TRAP1 is a target of S-nitrosylation, which affects protein stability and activity (Faienza et al., 2020b). This is particularly relevant in a GSNOR-deficient model of hepatocellular carcinoma (HCC) where GSNOR loss increases SDH activity and, in turn, confers high sensitivity to SDH-targeting drugs (Rizza et al., 2016). This mitochondrial alteration represents the Achilles’ heel of GSNOR-deficient HCC cells and is associated with TRAP1 S-nitrosylation at Cys501, which causes TRAP1 destabilization and proteasomal degradation (Rizza et al., 2016). S-nitrosylation of Cys501 also reduces TRAP1 ATPase activity via an allosteric mechanism, and cells expressing the non-nitrosylable TRAP1 mutant are less sensitive to apoptosis induction (Faienza et al., 2020a). This suggests that Cys501 nitrosylation inhibits TRAP1 ATPase activity, destabilizes its structure and directs TRAP1 to proteasomal degradation (Faienza et al., 2020b) or, as proposed (Elnatan et al., 2017), promotes a TRAP1 holdase activity that shields clients exposed to stress conditions in an ATP-independent way.

Sirtuin 3

Sirtuin 3 in metabolism

Sirtuins (SIRTs) are NAD+-dependent deacetylases with a catalytic site where four cysteine residues coordinate a Zinc ion (Zn2+-tetrathiolate) (Kalous et al., 2021). Since sirtuins need NAD+ to work, they are both sensors and regulators of the NAD+/NADH ratio, which affects metabolism and the redox status of cells (Elkhwanky and Hakkola, 2017). Seven sirtuins have been described in mammals, three of which (SIRT3, SIRT4, and SIRT5) are localized in mitochondria. SIRT3 is the main mitochondrial deacetylase, whereas SIRT4 is involved in ADP-ribosylation and SIRT5 in desuccinylation, demalonylation, and deglutarylation reactions (Singh et al., 2017a).
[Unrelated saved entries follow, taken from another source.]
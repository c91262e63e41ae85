//! One simulation per case, shared by all of that case's tests.

use std::path::{Path, PathBuf};

use tracing::{debug, info, warn};

use scm_core::dataset::NcDataset;
use scm_core::layout::ensure_dir;
use scm_core::namelist::{load_templates, setup_from, simulation_setup};
use scm_core::runner::{remove_outputs, ModelRunner};
use scm_core::synthetic::{self, SyntheticGrid};
use scm_core::{Case, Result};

use crate::scenarios::ScenarioPlan;

/// Where the model output comes from.
#[derive(Clone, Copy)]
pub enum RunMode<'a> {
    Solver(&'a ModelRunner),
    /// Generated output of the right schema; no solver involved.
    Synthetic,
}

/// Removes every `Output.*` directory under `root` when dropped.
struct OutputCleanup {
    root: PathBuf,
}

impl Drop for OutputCleanup {
    fn drop(&mut self) {
        match remove_outputs(&self.root) {
            Ok(n) => debug!(removed = n, "simulation output cleaned up"),
            Err(e) => warn!(error = %e, root = %self.root.display(), "could not remove simulation output"),
        }
    }
}

pub struct SimulationFixture {
    case: Case,
    outfile: PathBuf,
    model: NcDataset,
    // Declared last: the dataset closes before its directory is removed.
    _cleanup: OutputCleanup,
}

impl SimulationFixture {
    /// Clear leftovers of earlier runs, apply the plan's namelist overrides
    /// and produce the model output. Templates come from `templates_dir`
    /// when given. Output is removed again on drop, or right away if this
    /// fails.
    pub fn start(
        plan: &ScenarioPlan,
        output_root: &Path,
        templates_dir: Option<&Path>,
        mode: RunMode<'_>,
    ) -> Result<Self> {
        remove_outputs(output_root)?;
        let cleanup = OutputCleanup { root: output_root.to_path_buf() };

        let mut setup = match templates_dir {
            Some(dir) => {
                let (namelist, paramlist) = load_templates(plan.case, dir)?;
                setup_from(plan.case, namelist, paramlist, output_root)?
            }
            None => simulation_setup(plan.case, output_root)?,
        };
        for (path, value) in &plan.overrides {
            setup.namelist.set(path, value.clone())?;
        }

        let outfile = match mode {
            RunMode::Solver(runner) => runner.run(&setup)?,
            RunMode::Synthetic => {
                if let Some(dir) = setup.outfile.parent() {
                    ensure_dir(dir)?;
                }
                let grid = SyntheticGrid::for_case(plan.case);
                synthetic::write_dataset(&setup.outfile, &synthetic::model_schema(plan.case), &grid)?;
                info!(case = %plan.case, "generated synthetic model output");
                setup.outfile.clone()
            }
        };
        let model = NcDataset::open(&outfile)?;
        Ok(Self { case: plan.case, outfile, model, _cleanup: cleanup })
    }

    pub fn model(&self) -> &NcDataset {
        &self.model
    }

    pub fn outfile(&self) -> &Path {
        &self.outfile
    }

    /// Generate reference data next to the model output, so it is cleaned
    /// up with it.
    pub fn synthetic_reference(&self) -> Result<PathBuf> {
        let path = self.outfile.with_file_name(format!("Reference.{}.nc", self.case.name()));
        let grid = SyntheticGrid::for_case(self.case);
        synthetic::write_dataset(&path, &synthetic::reference_schema(self.case), &grid)?;
        Ok(path)
    }
}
SIRT3 has been implicated in virtually all mitochondrial metabolic pathways (Rardin et al., 2013), as it controls the activity of a variety of mitochondrial enzymes involved in redox and bioenergetic homeostasis by regulating their acetylation status (Kalous et al., 2021). Mitochondrial translocation of SIRT3 is increased in response to several stress stimuli (Singh et al., 2017a).

The first mitochondrial proteins identified as SIRT3 targets were complex I and II of the ETC (Bong-Hyun et al., 2008), but further studies suggested that all ETC complexes can be regulated by SIRT3 (Bell et al., 2011). Numerous observations extended the number of SIRT3 substrates, which currently includes α-ketoglutarate dehydrogenase and malate dehydrogenase 2 Rardin al. (2013), whereas isocitrate dehydrogenase 2 and superoxide dismutase 2 (SOD2) are activated by SIRT3-dependent deacetylation (Zullo et al., 2022), leading to an increase in NADPH levels and in the antioxidant response (Yu et al., 2012). In further agreement with the antioxidant function of SIRT3, it is worth noting that its deacetylating activity is required for Forkhead box O3a-mediated transcription of both superoxide dismutase 2 and catalase (Singh et al., 2017a).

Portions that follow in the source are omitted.